August 12, 2021
One of the outcomes from the COVID-19 pandemic is the heightened awareness on cleaning procedures. Whether you’re cleaning your home, office or gym, knowing the difference between disinfecting and sanitizing will help you find the best products for what you’re looking to clean as well as help you avoid wasting money on products that provide no benefit for what you’re looking to do.
Here’s everything you need to know about the differences between disinfectants and sanitizers, how to identify them and what you should use each for:
Sanitizing And Disinfecting Are Two Different Things
Contrary to popular belief, sanitizers and disinfectants are different products designed to accomplish different things. Not all products can claim to “sanitize” or “disinfect” either - those are highly regulated terms that only federally registered and approved products can claim.
To make this even more confusing, in the United States, “sanitizing” is a term used in two very different ways and regulated by two separate federal agencies.
Sanitizers for hands and the body. These are regulated by the FDA (Food and Drug Administration). You can easily identify a skin sanitizing product by locating its “Drug Facts” panel on its packaging, and it usually has the word “sanitizing” on the front of the packaging somewhere.

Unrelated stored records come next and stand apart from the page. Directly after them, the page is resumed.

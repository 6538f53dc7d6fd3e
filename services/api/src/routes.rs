use std::io::Cursor;
use std::sync::Arc;

use axum::extract::State;
use axum::http::{header, StatusCode};
use axum::response::IntoResponse;
use axum::Extension;
use axum::Json;
use serde::Serialize;
use serde_json::json;

use crate::infra::AppState;
use leadflow::workflows::import::CsvLeadImporter;
use leadflow::workflows::intake::{
    intake_router, Clock, LeadIntakeService, LeadRepository, LeadStatusView, NotificationSink,
    RosterStore,
};

pub(crate) fn with_intake_routes<S, R, N, C>(
    service: Arc<LeadIntakeService<S, R, N, C>>,
) -> axum::Router
where
    S: RosterStore + 'static,
    R: LeadRepository + 'static,
    N: NotificationSink + 'static,
    C: Clock + 'static,
{
    let import_routes = axum::Router::new()
        .route(
            "/api/v1/intake/import",
            axum::routing::post(import_endpoint::<S, R, N, C>),
        )
        .with_state(service.clone());

    intake_router(service)
        .merge(import_routes)
        .route("/health", axum::routing::get(healthcheck))
        .route("/ready", axum::routing::get(readiness_endpoint))
        .route("/metrics", axum::routing::get(metrics_endpoint))
}

pub(crate) async fn healthcheck() -> Json<serde_json::Value> {
    Json(json!({ "status": "ok" }))
}

pub(crate) async fn readiness_endpoint(Extension(state): Extension<AppState>) -> impl IntoResponse {
    let ready = state.readiness.load(std::sync::atomic::Ordering::Relaxed);
    let status = if ready {
        StatusCode::OK
    } else {
        StatusCode::SERVICE_UNAVAILABLE
    };

    let payload = if ready {
        json!({ "status": "ready" })
    } else {
        json!({ "status": "initializing" })
    };

    (status, Json(payload))
}

pub(crate) async fn metrics_endpoint(Extension(state): Extension<AppState>) -> impl IntoResponse {
    (
        StatusCode::OK,
        [(header::CONTENT_TYPE, "text/plain; version=0.0.4")],
        state.metrics.render(),
    )
}

#[derive(Debug, Serialize)]
pub(crate) struct ImportResponse {
    pub(crate) received: usize,
    pub(crate) leads: Vec<LeadStatusView>,
    pub(crate) failures: Vec<String>,
}

/// Batch intake from a CSV lead export posted as the request body. Each row
/// is processed independently; failures are reported per row.
pub(crate) async fn import_endpoint<S, R, N, C>(
    State(service): State<Arc<LeadIntakeService<S, R, N, C>>>,
    body: String,
) -> axum::response::Response
where
    S: RosterStore + 'static,
    R: LeadRepository + 'static,
    N: NotificationSink + 'static,
    C: Clock + 'static,
{
    let submissions = match CsvLeadImporter::from_reader(Cursor::new(body.into_bytes())) {
        Ok(submissions) => submissions,
        Err(err) => {
            let payload = json!({ "error": err.to_string() });
            return (StatusCode::BAD_REQUEST, Json(payload)).into_response();
        }
    };

    let received = submissions.len();
    let mut leads = Vec::new();
    let mut failures = Vec::new();
    for result in service.intake_batch(submissions) {
        match result {
            Ok(record) => leads.push(record.status_view()),
            Err(err) => failures.push(err.to_string()),
        }
    }

    (
        StatusCode::OK,
        Json(ImportResponse {
            received,
            leads,
            failures,
        }),
    )
        .into_response()
}
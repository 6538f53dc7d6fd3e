use std::collections::BTreeMap;
use std::sync::atomic::{AtomicU64, Ordering};
use std::sync::Arc;

use tracing::{info, warn};

use super::clock::{Clock, SystemClock};
use super::domain::{AssignmentOutcome, LeadSubmission, Priority, ScoredLead};
use super::repository::{
    LeadId, LeadRecord, LeadRepository, LeadStatus, NotificationError, NotificationSink,
    RepositoryError, RoutingNotification,
};
use super::roster::RosterStore;
use super::routing::{RoutingConfig, RoutingEngine, RoutingError};
use super::scoring::{LeadScorer, ScoringConfig};

/// Service composing the scorer, routing engine, roster, repository, and
/// notification sink into the intake pipeline: score, route, persist, notify.
pub struct LeadIntakeService<S, R, N, C = SystemClock> {
    scorer: LeadScorer<C>,
    engine: RoutingEngine,
    roster: Arc<S>,
    repository: Arc<R>,
    notifications: Arc<N>,
}

static LEAD_SEQUENCE: AtomicU64 = AtomicU64::new(1);

fn next_lead_id() -> LeadId {
    let id = LEAD_SEQUENCE.fetch_add(1, Ordering::Relaxed);
    LeadId(format!("lead-{id:06}"))
}

impl<S, R, N> LeadIntakeService<S, R, N, SystemClock>
where
    S: RosterStore + 'static,
    R: LeadRepository + 'static,
    N: NotificationSink + 'static,
{
    pub fn new(
        roster: Arc<S>,
        repository: Arc<R>,
        notifications: Arc<N>,
        scoring: ScoringConfig,
        routing: RoutingConfig,
    ) -> Self {
        Self::with_clock(roster, repository, notifications, scoring, routing, SystemClock)
    }
}

impl<S, R, N, C> LeadIntakeService<S, R, N, C>
where
    S: RosterStore + 'static,
    R: LeadRepository + 'static,
    N: NotificationSink + 'static,
    C: Clock,
{
    pub fn with_clock(
        roster: Arc<S>,
        repository: Arc<R>,
        notifications: Arc<N>,
        scoring: ScoringConfig,
        routing: RoutingConfig,
        clock: C,
    ) -> Self {
        Self {
            scorer: LeadScorer::with_clock(scoring, clock),
            engine: RoutingEngine::new(routing),
            roster,
            repository,
            notifications,
        }
    }

    /// Score a submission without routing or persistence.
    pub fn score(&self, submission: LeadSubmission) -> ScoredLead {
        self.scorer.score(submission)
    }

    /// Run the full pipeline for one submission. Scoring always precedes
    /// routing; that ordering is the pipeline's only sequencing constraint.
    pub fn intake(&self, submission: LeadSubmission) -> Result<LeadRecord, IntakeServiceError> {
        let scored = self.scorer.score(submission);
        let decision = self.engine.route(&scored, self.roster.as_ref())?;

        let status = match decision.outcome {
            AssignmentOutcome::QueuedAtTeamLevel => LeadStatus::Queued,
            _ => LeadStatus::Routed,
        };
        let lead_id = next_lead_id();
        info!(
            lead = %lead_id.0,
            team = %decision.team,
            outcome = decision.outcome.label(),
            priority = decision.priority.label(),
            "lead routed"
        );

        let urgent = decision.priority == Priority::Urgent;
        let reserved = match &decision.outcome {
            AssignmentOutcome::Assigned { member_id } => Some(member_id.clone()),
            _ => None,
        };
        let record = LeadRecord {
            lead_id,
            scored,
            decision: Some(decision),
            status,
        };

        // A failed insert must not leave the reservation applied.
        let stored = match self.repository.insert(record) {
            Ok(stored) => stored,
            Err(err) => {
                if let Some(member_id) = reserved {
                    if let Err(release_err) = self.roster.release_capacity(&member_id) {
                        warn!(
                            member = %member_id.0,
                            error = %release_err,
                            "failed to release reservation after insert failure"
                        );
                    }
                }
                return Err(err.into());
            }
        };

        if urgent {
            self.notifications.publish(urgent_notification(&stored))?;
        }

        Ok(stored)
    }

    /// Process a batch independently: one lead's failure is reported in its
    /// slot and never halts the remaining submissions.
    pub fn intake_batch(
        &self,
        submissions: Vec<LeadSubmission>,
    ) -> Vec<Result<LeadRecord, IntakeServiceError>> {
        submissions
            .into_iter()
            .map(|submission| self.intake(submission))
            .collect()
    }

    /// Fetch a lead and current status for API responses.
    pub fn get(&self, lead_id: &LeadId) -> Result<LeadRecord, IntakeServiceError> {
        let record = self
            .repository
            .fetch(lead_id)?
            .ok_or(RepositoryError::NotFound)?;
        Ok(record)
    }

    /// Compensate a cancelled or failed downstream handoff: release the
    /// reserved capacity (degraded assignments never reserved any) and mark
    /// the record cancelled.
    pub fn cancel(&self, lead_id: &LeadId) -> Result<LeadRecord, IntakeServiceError> {
        let mut record = self
            .repository
            .fetch(lead_id)?
            .ok_or(RepositoryError::NotFound)?;

        if record.status == LeadStatus::Cancelled {
            return Ok(record);
        }

        if record.status == LeadStatus::Routed {
            if let Some(AssignmentOutcome::Assigned { member_id }) =
                record.decision.as_ref().map(|decision| &decision.outcome)
            {
                self.roster
                    .release_capacity(member_id)
                    .map_err(RoutingError::from)?;
            }
        }

        record.status = LeadStatus::Cancelled;
        self.repository.update(record.clone())?;
        Ok(record)
    }
}

fn urgent_notification(record: &LeadRecord) -> RoutingNotification {
    let mut details = BTreeMap::new();
    details.insert(
        "qualification".to_string(),
        record.scored.qualification.label().to_string(),
    );
    details.insert(
        "response_sla".to_string(),
        record.scored.response_sla.label().to_string(),
    );
    if let Some(decision) = &record.decision {
        details.insert("team".to_string(), decision.team.clone());
        if let Some(member) = decision.outcome.member_id() {
            details.insert("member".to_string(), member.0.clone());
        }
    }

    RoutingNotification {
        template: "urgent_lead_routed".to_string(),
        lead_id: record.lead_id.clone(),
        details,
    }
}

/// Error raised by the intake service.
#[derive(Debug, thiserror::Error)]
pub enum IntakeServiceError {
    #[error(transparent)]
    Routing(#[from] RoutingError),
    #[error(transparent)]
    Repository(#[from] RepositoryError),
    #[error(transparent)]
    Notification(#[from] NotificationError),
}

Sanitizers for surfaces. These are regulated by the EPA (Environmental Protection Agency), which defines sanitizers as an agent “used to reduce, but not necessarily eliminate, microorganisms from the inanimate environment to levels considered safe as determined by public health codes or regulations". Sanitizers are typically used in food service but not in places where more robust cleaning is required, such as gyms or hospitals. When sanitizers make a kill claim, they are typically only against a couple of bacteria strains and do not apply to viruses like COVID and the flu, nor to fungi that cause diseases like athlete’s foot.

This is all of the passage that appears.